THE INPUT section start
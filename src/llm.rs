//! Generic LLM translation backend.
//!
//! Speaks the common chat-completions shape: one POST per payload, the
//! translation instructions in the system message, the (possibly
//! separator-joined) text as the user message.

use async_trait::async_trait;
use serde_json::{json, Value};
use std::sync::Arc;

use crate::error::{DispatchError, Result};
use crate::http::{HttpClient, HttpRequest};
use crate::types::{ArticleContext, LangConfig, ProviderConfig, BATCH_SEPARATOR};

/// Stateless translation provider invocation; implemented by the LLM
/// backend and by test doubles.
#[async_trait]
pub trait TranslationBackend: Send + Sync {
    async fn translate(
        &self,
        provider: &ProviderConfig,
        lang: &LangConfig,
        article: Option<&ArticleContext>,
        payload: &str,
    ) -> Result<String>;
}

pub struct LlmBackend {
    http: Arc<dyn HttpClient>,
    timeout_ms: u64,
}

impl LlmBackend {
    pub fn new(http: Arc<dyn HttpClient>, timeout_ms: u64) -> Self {
        Self { http, timeout_ms }
    }

    fn system_prompt(lang: &LangConfig, article: Option<&ArticleContext>) -> String {
        let mut prompt = format!(
            "You are a translation engine. Translate the user's text from {} into {}. \
             Reply with the translation only. When the input contains {} tokens, keep \
             them in place and translate each segment independently.",
            lang.source, lang.target, BATCH_SEPARATOR
        );
        if let Some(article) = article {
            prompt.push_str(&format!(
                " Page context: {} — {}",
                article.title, article.summary
            ));
        }
        prompt
    }
}

#[async_trait]
impl TranslationBackend for LlmBackend {
    #[tracing::instrument(skip(self, lang, article, payload), fields(provider = %provider.id, payload_len = payload.len()))]
    async fn translate(
        &self,
        provider: &ProviderConfig,
        lang: &LangConfig,
        article: Option<&ArticleContext>,
        payload: &str,
    ) -> Result<String> {
        let body = json!({
            "model": provider.model,
            "messages": [
                { "role": "system", "content": Self::system_prompt(lang, article) },
                { "role": "user", "content": payload },
            ],
        })
        .to_string();

        let url = format!(
            "{}/v1/chat/completions",
            provider.base_url.trim_end_matches('/')
        );
        let request = HttpRequest::new("POST", url).with_json_body(body);
        let response = self.http.execute(&request, self.timeout_ms).await?;

        if !response.is_success() {
            return Err(DispatchError::Status {
                status: response.status,
                body: response.body,
            });
        }

        let value: Value = serde_json::from_str(&response.body)?;
        let content = value
            .get("choices")
            .and_then(Value::as_array)
            .and_then(|choices| choices.first())
            .and_then(|choice| choice.get("message"))
            .and_then(|message| message.get("content"))
            .and_then(Value::as_str)
            .ok_or_else(|| {
                DispatchError::InvalidPayload("completion response had no content".into())
            })?;

        Ok(content.trim().to_string())
    }
}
THE INPUT section end
** TASK GOAL **
Look over the entries above and count the lines where the word "ArticleContext" appears, then report only that count.

** TASK RESULT **
4